--- DATA FOR THIS EXERCISE Enclosed Below ---
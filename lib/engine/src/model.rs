//! Recommendation model
//!
//! Everything computed offline from one dataset load, frozen afterwards.
//! A model is never mutated once built; a new dataset produces a new
//! model that replaces the old one as a whole.

use crate::config::EngineConfig;
use ahash::AHashMap;
use dinewise_core::{
    Error, FeatureVector, PlaceId, RestaurantRecord, Result, SimilarityMatrix, UserVisit,
};
use dinewise_features::{ClusterAssignment, FeatureEncoder};
use serde::Serialize;
use std::time::Instant;

/// Row index and rating of one stored visit
#[derive(Debug, Clone, Copy, PartialEq)]
pub struct VisitRef {
    pub row: usize,
    pub rating: f64,
}

#[derive(Debug, Clone)]
pub struct RecommendationModel {
    restaurants: Vec<RestaurantRecord>,
    index: AHashMap<PlaceId, usize>,
    /// Visits per user, in input order
    visits: AHashMap<String, Vec<VisitRef>>,
    visit_count: usize,
    encoder: FeatureEncoder,
    features: Vec<FeatureVector>,
    similarity: SimilarityMatrix,
    clusters: ClusterAssignment,
}

/// Size figures of a built model
#[derive(Debug, Clone, PartialEq, Serialize)]
pub struct ModelStats {
    pub restaurants: usize,
    pub users: usize,
    pub visits: usize,
    pub feature_dim: usize,
    pub cuisines: usize,
    pub clusters: usize,
    pub unclustered: usize,
}

impl RecommendationModel {
    /// Run the offline pipeline over one dataset.
    ///
    /// Duplicate restaurant ids keep their first row. Visits to unknown
    /// restaurants and visits with a non-finite rating are dropped.
    pub fn build(
        restaurants: Vec<RestaurantRecord>,
        visits: Vec<UserVisit>,
        config: &EngineConfig,
    ) -> Result<Self> {
        let started = Instant::now();

        if restaurants.is_empty() {
            return Err(Error::DataIntegrity("restaurant catalog is empty".to_string()));
        }

        let total = restaurants.len();
        let mut index = AHashMap::with_capacity(total);
        let mut restaurants: Vec<RestaurantRecord> = restaurants
            .into_iter()
            .filter(|r| {
                if index.contains_key(&r.place_id) {
                    false
                } else {
                    index.insert(r.place_id.clone(), index.len());
                    true
                }
            })
            .collect();
        if restaurants.len() < total {
            tracing::warn!(
                duplicates = total - restaurants.len(),
                "Duplicate placeID rows dropped, first occurrence kept"
            );
        }

        let clusters = config.clusterer().fit(&restaurants)?;
        clusters.apply(&mut restaurants);

        let encoder = FeatureEncoder::fit(&restaurants)?;
        let features = encoder.encode_all(&restaurants);
        let similarity = SimilarityMatrix::build(&features)?;

        let mut by_user: AHashMap<String, Vec<VisitRef>> = AHashMap::new();
        let mut visit_count = 0;
        let mut dropped = 0;
        for visit in visits {
            match index.get(&visit.place_id) {
                Some(&row) if visit.rating.is_finite() => {
                    by_user.entry(visit.user_id).or_default().push(VisitRef {
                        row,
                        rating: visit.rating,
                    });
                    visit_count += 1;
                }
                _ => dropped += 1,
            }
        }
        if dropped > 0 {
            tracing::warn!(dropped, "Visits to unknown restaurants or without a rating dropped");
        }

        let model = Self {
            restaurants,
            index,
            visits: by_user,
            visit_count,
            encoder,
            features,
            similarity,
            clusters,
        };

        tracing::info!(
            restaurants = model.restaurants.len(),
            users = model.visits.len(),
            visits = model.visit_count,
            elapsed_ms = started.elapsed().as_millis() as u64,
            "Recommendation model built"
        );

        Ok(model)
    }

    pub fn restaurants(&self) -> &[RestaurantRecord] {
        &self.restaurants
    }

    pub fn len(&self) -> usize {
        self.restaurants.len()
    }

    pub fn is_empty(&self) -> bool {
        self.restaurants.is_empty()
    }

    pub fn row_of(&self, place_id: &PlaceId) -> Option<usize> {
        self.index.get(place_id).copied()
    }

    pub fn encoder(&self) -> &FeatureEncoder {
        &self.encoder
    }

    pub fn features(&self) -> &[FeatureVector] {
        &self.features
    }

    pub fn similarity(&self) -> &SimilarityMatrix {
        &self.similarity
    }

    pub fn clusters(&self) -> &ClusterAssignment {
        &self.clusters
    }

    pub fn user_visits(&self, user_id: &str) -> Option<&[VisitRef]> {
        self.visits.get(user_id).map(Vec::as_slice)
    }

    /// Row of the user's highest-rated visit; the earliest visit wins a tie
    pub fn anchor_row(&self, user_id: &str) -> Result<usize> {
        let visits = self
            .user_visits(user_id)
            .filter(|v| !v.is_empty())
            .ok_or_else(|| Error::UserNotFound(user_id.to_string()))?;

        let mut best = visits[0];
        for visit in &visits[1..] {
            if visit.rating > best.rating {
                best = *visit;
            }
        }
        Ok(best.row)
    }

    pub fn stats(&self) -> ModelStats {
        ModelStats {
            restaurants: self.restaurants.len(),
            users: self.visits.len(),
            visits: self.visit_count,
            feature_dim: self.encoder.dim(),
            cuisines: self.encoder.cuisine_vocabulary().len(),
            clusters: self.clusters.cluster_count(),
            unclustered: self.clusters.noise_count(),
        }
    }
}

#[cfg(test)]
mod tests {
    use super::*;
    use crate::test_support::{catalog, visits};

    #[test]
    fn test_build_pipeline() {
        let model = RecommendationModel::build(catalog(), visits(), &EngineConfig::default()).unwrap();

        assert_eq!(model.len(), 6);
        assert_eq!(model.features().len(), 6);
        assert_eq!(model.similarity().len(), 6);
        assert_eq!(model.features()[0].dim(), model.encoder().dim());

        let stats = model.stats();
        assert_eq!(stats.users, 2);
        assert_eq!(stats.visits, 4);
        assert_eq!(stats.cuisines, model.encoder().cuisine_vocabulary().len());
    }

    #[test]
    fn test_duplicates_and_unknown_visits_dropped() {
        let mut restaurants = catalog();
        restaurants.push(restaurants[0].clone().with_cuisine_source("Sushi"));
        let mut all_visits = visits();
        all_visits.push(UserVisit::new("U1", "ghost", 2.0));
        all_visits.push(UserVisit::new("U3", "ghost", 2.0));
        all_visits.push(UserVisit::new("U1", "r2", f64::NAN));

        let model = RecommendationModel::build(restaurants, all_visits, &EngineConfig::default()).unwrap();
        assert_eq!(model.len(), 6);
        assert!(!model.encoder().cuisine_vocabulary().contains(&"sushi".to_string()));
        assert_eq!(model.stats().visits, 4);
        assert!(model.user_visits("U3").is_none());
    }

    #[test]
    fn test_anchor_first_highest_rating() {
        let model = RecommendationModel::build(catalog(), visits(), &EngineConfig::default()).unwrap();
        // U1 rated r2 and r3 both 2, r2 first
        assert_eq!(model.anchor_row("U1").unwrap(), model.row_of(&"r2".into()).unwrap());
        assert_eq!(model.anchor_row("U2").unwrap(), model.row_of(&"r5".into()).unwrap());
        assert!(matches!(model.anchor_row("nobody"), Err(Error::UserNotFound(_))));
    }

    #[test]
    fn test_cluster_ids_written_to_records() {
        let model = RecommendationModel::build(catalog(), visits(), &EngineConfig::default()).unwrap();
        for record in model.restaurants() {
            assert_eq!(
                model.clusters().cluster_of(&record.place_id),
                Some(record.location_cluster)
            );
        }
    }

    #[test]
    fn test_empty_catalog_is_fatal() {
        let err = RecommendationModel::build(Vec::new(), Vec::new(), &EngineConfig::default()).unwrap_err();
        assert!(err.is_fatal());
    }
}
--- End of Enclosed DATA FOR THIS EXERCISE ---
ABOUT THIS EXERCISE: Out of the records above, pull the lines that include the word "UserVisit".

ANSWER BELOW:
    Error, FeatureVector, PlaceId, RestaurantRecord, Result, SimilarityMatrix, UserVisit,
        visits: Vec<UserVisit>,
        all_visits.push(UserVisit::new("U1", "ghost", 2.0));
        all_visits.push(UserVisit::new("U3", "ghost", 2.0));
        all_visits.push(UserVisit::new("U1", "r2", f64::NAN));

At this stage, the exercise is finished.